Monday, November 21, 2011

food sentences...ya know, sentences about food

our fridge is currently on the outs. our whipping cream is curdling.

our freezer is stock full of rice and whole wheat flour. really, like 8lbs of flour. (to kill weevils)

sometimes we go through an insane amount of matches trying to get our oven pilot light going.
instead of just containers of flour and sugar on the counter i have also added insecticide.

there is no dishwasher or garbage disposal. luxuries i certainly miss.

i have learned to make my own ranch dressing, syrup, and ricotta cheese. who knew???

a staple senegalese meal consists of rice, potatoes, carrots, and sauce and lots of onions.

i love that you can get fresh bread at any of the neighborhood boutiques.

kyle typically watches the girls while i finish dinner, however, last month i came out of the kitchen and found the following...true story.

patiently waiting charlie

mischievous maeve

kyle, self-explanatory...

some regular items at stores in the states look a bit different in Senegal.  guess the vegetable below.

answer: the wimpiest celery i have ever seen.

bleaching fruits and vegetables doesnt sound strange to me anymore.


my cooking skills here in Senegal have been seriously challenged. i will overcome.

Monday, November 14, 2011

maybe we aren't so different after all

tabaski, oh tabaski...basically its alot of sheep.

once upon a time a man named abraham had a son, ishmael (and isaac). God had abraham sacrifice his son,ishmael. sad. just before the sacrifice was to be made, God provided a sheep instead. happy.

so to celebrate the Lord's provision, muslims celebrate once a year on the holiday known as tabaski.
sheep lot

a few weeks prior to tabaski sheep lots started going up. muslims rushed out to pick the best sheep their money could buy ($200-$1000).  the sheep were thrown in the back of cars and trucks or strapped to the roof and happily delivered home.

ram in the back of a taxi

preparations were made for the big day well in advance, new clothes tailored, gifts bought, special dishes brought out. travel plans made to return to the village to see friends and family.

a bit nuts here in muslim country.

other side of the globe...

a fallen world seperated from God. sad. Jesus born to be our ultimate sacrifice to restore our separation from God. happy

so to celebrate God's greatest gift, christians celebrate once a year on the holiday known as Christmas.

picking out the christmas tree to bestow in the window. figuring out a way to get it home...

black friday christmas shopping, new outfits for Christmas pictures and church, Christmas lights and Christmas dishes, crazy holiday travel from one family to the next...

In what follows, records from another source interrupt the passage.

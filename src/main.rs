//! Candle Flap entry point
//!
//! On the web the library's `wasm_main` is the entry point and the JS front
//! end drives a `WebGame`. Natively this runs a headless autopilot game.

#[cfg(not(target_arch = "wasm32"))]
mod headless {
    use std::time::{SystemTime, UNIX_EPOCH};

    use candle_flap::sim::autopilot;
    use candle_flap::{Difficulty, GameConfig, GameEvent, GameLoop, GameSession, ManualScheduler};

    /// Give up after this many frames (about ten minutes at 60 Hz)
    const FRAME_BUDGET: u32 = 36_000;

    struct Args {
        seed: u64,
        difficulty: Difficulty,
    }

    fn parse_args() -> Args {
        let mut seed = None;
        let mut difficulty = Difficulty::Normal;
        for arg in std::env::args().skip(1) {
            if let Some(name) = arg.strip_prefix("--") {
                match Difficulty::from_str(name) {
                    Some(d) => difficulty = d,
                    None => log::warn!("Ignoring unknown flag --{}", name),
                }
            } else {
                match arg.parse::<u64>() {
                    Ok(s) => seed = Some(s),
                    Err(_) => log::warn!("Ignoring non-numeric seed {:?}", arg),
                }
            }
        }
        let seed = seed.unwrap_or_else(|| {
            SystemTime::now()
                .duration_since(UNIX_EPOCH)
                .map(|d| d.as_millis() as u64)
                .unwrap_or_default()
        });
        Args { seed, difficulty }
    }

    pub fn run() {
        let args = parse_args();
        let config = GameConfig::for_difficulty(args.difficulty);
        let session = match GameSession::new(config, args.seed) {
            Ok(session) => session,
            Err(e) => {
                log::error!("Invalid config: {}", e);
                std::process::exit(1);
            }
        };

        log::info!(
            "Candle Flap (headless) seed {} on {}",
            args.seed,
            args.difficulty.as_str()
        );

        let game = GameLoop::new(session, ManualScheduler::new());
        game.start();

        let mut frames = 0;
        while frames < FRAME_BUDGET && game.is_scheduled() {
            if game.with_session(|s| autopilot::should_jump(s)) {
                game.jump();
            }
            game.scheduler().advance_frame();
            frames += 1;

            for event in game.drain_events() {
                if let GameEvent::GameOver { cause, .. } = event {
                    log::info!("Crashed into {:?} after {} frames", cause, frames);
                }
            }
        }
        game.stop();

        let snapshot = game.snapshot();
        println!(
            "seed {} | frames {} | score {} | high score {}",
            args.seed, frames, snapshot.score, snapshot.high_score
        );
    }
}

#[cfg(not(target_arch = "wasm32"))]
fn main() {
    env_logger::init();
    headless::run();
}

#[cfg(target_arch = "wasm32")]
fn main() {
    // WASM entry point is candle_flap::web::wasm_main, this is just to satisfy the compiler
}
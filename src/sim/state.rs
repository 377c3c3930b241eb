//! Core simulation types
//!
//! Entities owned by a `GameSession`. The presentation layer only ever sees
//! these through a `FrameSnapshot`.

use glam::Vec2;
use serde::{Deserialize, Serialize};

use crate::config::GameConfig;

/// Current phase of the game
#[derive(Debug, Clone, Copy, PartialEq, Eq, Serialize, Deserialize, Default)]
pub enum GamePhase {
    /// Nothing started yet
    #[default]
    Idle,
    /// Run in progress (possibly still waiting for the first jump)
    Playing,
    /// Run ended, waiting for a restart
    GameOver,
}

/// Candlestick orientation
#[derive(Debug, Clone, Copy, PartialEq, Eq, Serialize, Deserialize)]
pub enum Trend {
    /// Body sits on the floor, wick points up
    Bullish,
    /// Body hangs from the ceiling, wick points down
    Bearish,
}

impl Trend {
    pub fn is_bullish(&self) -> bool {
        matches!(self, Trend::Bullish)
    }
}

/// The player-controlled bird
#[derive(Debug, Clone, Copy, PartialEq, Serialize, Deserialize)]
pub struct Avatar {
    /// Top-left corner; x never changes during a run
    pub pos: Vec2,
    /// Vertical velocity (positive is down)
    pub vel_y: f32,
    /// Display tilt in degrees
    pub rotation: f32,
    /// Side of the square bounding box
    pub size: f32,
}

impl Avatar {
    /// Starting pose: fixed column, vertically centered, at rest
    pub fn spawn(config: &GameConfig) -> Self {
        Self {
            pos: Vec2::new(config.avatar_x, config.world_height / 2.0),
            vel_y: 0.0,
            rotation: 0.0,
            size: config.avatar_size,
        }
    }
}

/// A candlestick obstacle
#[derive(Debug, Clone, Copy, PartialEq, Serialize, Deserialize)]
pub struct Obstacle {
    /// Left edge, scrolls toward zero
    pub x: f32,
    /// Offset of the anchored end from its wall
    pub y: f32,
    /// Full body + wick length
    pub height: f32,
    pub trend: Trend,
}

impl Obstacle {
    /// Length of the solid part
    #[inline]
    pub fn body_height(&self, body_cap: f32) -> f32 {
        self.height.min(body_cap)
    }

    /// Length of the thin part beyond the body
    #[inline]
    pub fn wick_height(&self, body_cap: f32) -> f32 {
        (self.height - self.body_height(body_cap)).max(0.0)
    }
}

/// Why a run ended
#[derive(Debug, Clone, Copy, PartialEq, Eq, Serialize, Deserialize)]
pub enum CrashCause {
    /// Fell to the bottom of the world
    Floor,
    /// Touched a candlestick body or wick
    Obstacle,
}

/// Things the presentation layer may want to react to (sounds, toasts)
#[derive(Debug, Clone, Copy, PartialEq, Serialize, Deserialize)]
pub enum GameEvent {
    /// A fresh run began
    Started,
    /// First jump of the run; physics are live from here
    FirstInput,
    /// Any accepted jump
    Jumped,
    /// A candlestick entered on the right edge
    Spawned { x: f32, height: f32, trend: Trend },
    /// Score went up
    Scored { score: u64 },
    /// Run ended
    GameOver {
        score: u64,
        high_score: u64,
        cause: CrashCause,
    },
}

the sanity of a christian country?

Tuesday, November 1, 2011

Who is in my shower?

my knight in shining armor comes in the form of a late 20's, Senegalese lady who comes to my house 3x a week.  we call her Therese. 

oh the things she does!  she cleans. goes to the market and gets fresh fruits and vegetables. cleans and cuts the produce. watches my children.  takes me to the fabric market and barters for low prices, helps me with my french. and is a seamstress by trade. 
on top of that she has a great personality and i really like her!  it is amazing how God answers prayers. before we even came to Senegal, kyle had on his prayer list to help us find a good fit for us in regards to househelp. Voila! or maybe an Amen!

most of the missionaries in Dakar have househelp in some form. whether they come for a full day, 1/2 days, or have cooks. 

it is pretty well expected that us, as white(toubabs) americans, would and should have househelp. we are quite wealthy in comparison and it is seen as right for us to share our wealth.

therese came to us by a recommendation of an employee at Dakar Academy. Therese cleans for them 2 days a week and was looking for more work. i found out on a Weds that my previous help was no longer available and on Friday Therese was at my door by 8am. No interview or contract or background check...

Some oddities of house help are that they leave a pair of shoes at your house and take showers in your bathroom before they go for the day. Senegalese deem outward appearence as very important so Therese will show up for work looking all fancy. Head straight to the bathroom and come out 5 mins later ready to work.

We definetly have some language barrier issues, but for the most part everything gets done eventually. so what if i end up with 4 green peppers when i asked for pears. or it takes us 5 trips to 2 stores over a course of 3 hours to get 1 frozen chicken. we are making it work and am pretty sure i am going to desperately miss her when we are back in the states!